▶ _About this task_
Among the entries below, how many lines hold "applied"? Reply with the number only.

▶ _Given records_
fn skip_spaces(s: &str, mut i: usize) -> usize {
    let bytes = s.as_bytes();
    while i < bytes.len() && (bytes[i] as char).is_whitespace() {
        i += 1;
    }
    i
}

fn read_identifier(s: &str, start: usize) -> &str {
    let bytes = s.as_bytes();
    let mut end = start;
    while end < bytes.len() {
        let c = bytes[end] as char;
        if c.is_ascii_alphanumeric() || c == '_' {
            end += 1;
        } else {
            break;
        }
    }
    &s[start..end]
}

/// Contents of `{{ ... }}` and `{% ... %}` blocks.
fn expression_blocks(body: &str) -> Vec<&str> {
    let mut blocks = Vec::new();
    for (open, close) in [("{{", "}}"), ("{%", "%}")] {
        let mut rest = body;
        while let Some(start) = rest.find(open) {
            let after = &rest[start + 2..];
            match after.find(close) {
                Some(end) => {
                    blocks.push(&after[..end]);
                    rest = &after[end + 2..];
                }
                None => break,
            }
        }
    }
    blocks
}

// ── Inheritance ─────────────────────────────────────────

/// Materialize the parent chain leaf→root. Revisiting an id or exceeding
/// the depth bound is a cycle.
pub fn resolve_chain(store: &SharedStore, template_id: i64) -> Result<Vec<ConfigTemplate>> {
    let mut chain = Vec::new();
    let mut visited: HashSet<i64> = HashSet::new();
    let mut cursor = Some(template_id);

    while let Some(id) = cursor {
        if !visited.insert(id) {
            return Err(Error::TemplateCycle(id));
        }
        if chain.len() >= MAX_CHAIN_DEPTH {
            return Err(Error::TemplateCycle(id));
        }
        let template = store.get_template(id)?;
        cursor = template.parent_id;
        chain.push(template);
    }
    Ok(chain)
}

/// Merge variable defaults deepest-first: the root contributes first and
/// every descendant overrides it.
pub fn merged_variables(chain: &[ConfigTemplate]) -> serde_json::Map<String, Json> {
    let mut merged = serde_json::Map::new();
    for template in chain.iter().rev() {
        for (key, value) in &template.variables {
            merged.insert(key.clone(), value.clone());
        }
    }
    merged
}

/// The body that renders: the leaf's, or the nearest ancestor's when the
/// leaf is empty.
pub fn effective_body(chain: &[ConfigTemplate]) -> &str {
    chain
        .iter()
        .map(|t| t.body.as_str())
        .find(|b| !b.trim().is_empty())
        .unwrap_or("")
}

// ── Engine ──────────────────────────────────────────────

struct CachedTemplate {
    hash: String,
    env: Arc<Environment<'static>>,
}

pub struct TemplateEngine {
    cache: RwLock<HashMap<i64, CachedTemplate>>,
}

impl Default for TemplateEngine {
    fn default() -> Self {
        Self::new()
    }
}

impl TemplateEngine {
    pub fn new() -> Self {
        Self { cache: RwLock::new(HashMap::new()) }
    }

    fn compiled(&self, template_id: i64, body: &str) -> Result<Arc<Environment<'static>>> {
        let hash = content_hash(body);
        {
            let cache = self.cache.read().unwrap_or_else(|e| e.into_inner());
            if let Some(cached) = cache.get(&template_id) {
                if cached.hash == hash {
                    return Ok(cached.env.clone());
                }
            }
        }

        validate_body(body)?;
        let env = Arc::new(build_env(body.to_string())?);
        let mut cache = self.cache.write().unwrap_or_else(|e| e.into_inner());
        cache.insert(template_id, CachedTemplate { hash, env: env.clone() });
        Ok(env)
    }

    /// Render a stored template with its inheritance chain applied.
    /// Supplied vars override inherited defaults.
    pub fn render(
        &self,
        store: &SharedStore,
        template_id: i64,
        vars: &serde_json::Map<String, Json>,
    ) -> Result<String> {
        let chain = resolve_chain(store, template_id)?;
        let mut context = merged_variables(&chain);
        for (key, value) in vars {
            context.insert(key.clone(), value.clone());
        }

        let body = effective_body(&chain);
        let env = self.compiled(template_id, body)?;
        let tmpl = env
            .get_template(TEMPLATE_NAME)
            .map_err(|e| Error::Template(format!("template lookup failed: {}", e)))?;
        tmpl.render(Value::from_serialize(&context))
            .map_err(|e| Error::Template(format!("template render error: {}", e)))
    }

    /// Render for a device: the context carries the device record and its
    /// overrides on top of the chain's defaults.
    pub fn render_for_device(
        &self,
        store: &SharedStore,
        template_id: i64,
        device: &Device,
    ) -> Result<String> {
        let mut vars = serde_json::Map::new();
        vars.insert("device".to_string(), serde_json::to_value(device)?);
        if let Some(Json::Object(overrides)) = &device.overrides {
            for (key, value) in overrides {
                vars.insert(key.clone(), value.clone());
            }
        }
        self.render(store, template_id, &vars)
    }

    /// One-off render with no store-backed inheritance or cache.
    pub fn render_body(body: &str, vars: &serde_json::Map<String, Json>) -> Result<String> {
        validate_body(body)?;
        let env = build_env(body.to_string())?;
        let tmpl = env
            .get_template(TEMPLATE_NAME)
            .map_err(|e| Error::Template(format!("template lookup failed: {}", e)))?;
        tmpl.render(Value::from_serialize(vars))
            .map_err(|e| Error::Template(format!("template render error: {}", e)))
    }

    #[cfg(test)]
    fn cached_env_ptr(&self, template_id: i64) -> Option<usize> {
        let cache = self.cache.read().unwrap();
        cache.get(&template_id).map(|c| Arc::as_ptr(&c.env) as usize)
    }
}

#[cfg(test)]
mod tests {
    use super::*;
    use crate::store::Provider;
    use crate::store::SqliteProvider;
    use chrono::Utc;

    fn store_with_templates(templates: Vec<ConfigTemplate>) -> SharedStore {
        let provider = SqliteProvider::open_in_memory().unwrap();
        provider.migrate().unwrap();
        let store: SharedStore = Arc::new(provider);
        for template in templates {
            store.insert_template(&template).unwrap();
        }
        store
    }

    fn template(name: &str, parent_id: Option<i64>, body: &str, vars: Json) -> ConfigTemplate {
        ConfigTemplate {
            id: 0,
            name: name.to_string(),
            description: String::new(),
            device_type: String::new(),
            generation: None,
            parent_id,
            variables: vars.as_object().cloned().unwrap_or_default(),
            body: body.to_string(),
            is_default: false,
            created_at: Utc::now(),
            updated_at: Utc::now(),
        }
    }

    #[test]
    fn test_render_is_deterministic() {
        let store = store_with_templates(vec![template(
            "wifi",
            None,
            r#"{"wifi":{"ssid":"{{ ssid }}"}}"#,
            serde_json::json!({"ssid": "lab"}),
        )]);
        let engine = TemplateEngine::new();
        let first = engine.render(&store, 1, &serde_json::Map::new()).unwrap();
        let second = engine.render(&store, 1, &serde_json::Map::new()).unwrap();
        assert_eq!(first, second);
        assert_eq!(first, r#"{"wifi":{"ssid":"lab"}}"#);
    }

    #[test]
    fn test_supplied_vars_override_defaults() {
        let store = store_with_templates(vec![template(
            "wifi",
            None,
            "{{ ssid }}",
            serde_json::json!({"ssid": "default"}),
        )]);
        let engine = TemplateEngine::new();
        let mut vars = serde_json::Map::new();
        vars.insert("ssid".into(), serde_json::json!("override"));
        assert_eq!(engine.render(&store, 1, &vars).unwrap(), "override");
    }

    #[test]
    fn test_inheritance_merges_deepest_first() {
        let store = store_with_templates(vec![
            template("root", None, "{{ a }}-{{ b }}", serde_json::json!({"a": "ra", "b": "rb"})),
            template("leaf", Some(1), "", serde_json::json!({"b": "lb"})),
        ]);
        let engine = TemplateEngine::new();
        // Leaf body is empty, so the root body renders with leaf overrides.
        assert_eq!(engine.render(&store, 2, &serde_json::Map::new()).unwrap(), "ra-lb");
    }

    #[test]
    fn test_cycle_detection() {
        let store = store_with_templates(vec![
            template("a", None, "x", serde_json::json!({})),
            template("b", Some(1), "y", serde_json::json!({})),
        ]);
        // Point a's parent at b to close the loop.
        let mut a = store.get_template(1).unwrap();
        a.parent_id = Some(2);
        store.update_template(&a).unwrap();

        let err = resolve_chain(&store, 1).unwrap_err();
        assert!(matches!(err, Error::TemplateCycle(_)));
    }

    #[test]
    fn test_unknown_function_fails_validation() {
        let err = validate_body("{{ read_file('/etc/passwd') }}").unwrap_err();
        assert!(matches!(err, Error::Template(_)));
        assert!(err.to_string().contains("read_file"));
    }

    #[test]
    fn test_unknown_filter_fails_validation() {
        let err = validate_body("{{ name | shell }}").unwrap_err();
        assert!(err.to_string().contains("shell"));
    }

    #[test]
    fn test_whitelisted_functions_pass() {
        validate_body("{{ now('%Y') }} {{ coalesce(a, b, 'x') }}").unwrap();
        validate_body("{{ name | upper | trim }} {{ n | round(2) }}").unwrap();
        validate_body("{% for x in items %}{{ x | default('-') }}{% endfor %}").unwrap();
    }

    #[test]
    fn test_method_calls_are_not_flagged() {
        // `.split(...)` is a method on the value, not a global function.
        validate_body("{{ name.split('-') | first }}").unwrap();
    }

    #[test]
    fn test_regex_match_filter() {
        let mut vars = serde_json::Map::new();
        vars.insert("mac".into(), serde_json::json!("AABBCC"));
        let out =
            TemplateEngine::render_body(r#"{{ mac | regex_match('^[A-F0-9]+$') }}"#, &vars).unwrap();
        assert_eq!(out, "true");
    }

    #[test]
    fn test_compile_cache_reused_until_content_changes() {
        let store = store_with_templates(vec![template("t", None, "{{ 1 }}", serde_json::json!({}))]);
        let engine = TemplateEngine::new();
        engine.render(&store, 1, &serde_json::Map::new()).unwrap();
        let first_ptr = engine.cached_env_ptr(1).unwrap();
        engine.render(&store, 1, &serde_json::Map::new()).unwrap();
        assert_eq!(engine.cached_env_ptr(1).unwrap(), first_ptr);

        let mut t = store.get_template(1).unwrap();
        t.body = "{{ 2 }}".into();
        store.update_template(&t).unwrap();
        assert_eq!(engine.render(&store, 1, &serde_json::Map::new()).unwrap(), "2");
        assert_ne!(engine.cached_env_ptr(1).unwrap(), first_ptr);
    }

    #[test]
    fn test_render_for_device_exposes_device_and_overrides() {
        let store = store_with_templates(vec![template(
            "named",
            None,
            r#"{"name":"{{ device.name }}","zone":"{{ zone }}"}"#,
            serde_json::json!({"zone": "default"}),
        )]);
        let device = Device {
            id: 1,
            mac: "AA".into(),
            ip: "10.0.0.1".into(),
            device_type: "SHSW-1".into(),
            name: "Living".into(),
            firmware: String::new(),
            status: crate::model::DeviceStatus::Online,
            last_seen: Utc::now(),
            settings: None,
            desired_config: None,
            applied: false,
            overrides: Some(serde_json::json!({"zone": "upstairs"})),
            template_ids: vec![],
            created_at: Utc::now(),
            updated_at: Utc::now(),
        };
        let engine = TemplateEngine::new();
        let out = engine.render_for_device(&store, 1, &device).unwrap();
        assert_eq!(out, r#"{"name":"Living","zone":"upstairs"}"#);
    }
}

▶ _Answer to this exercise_
2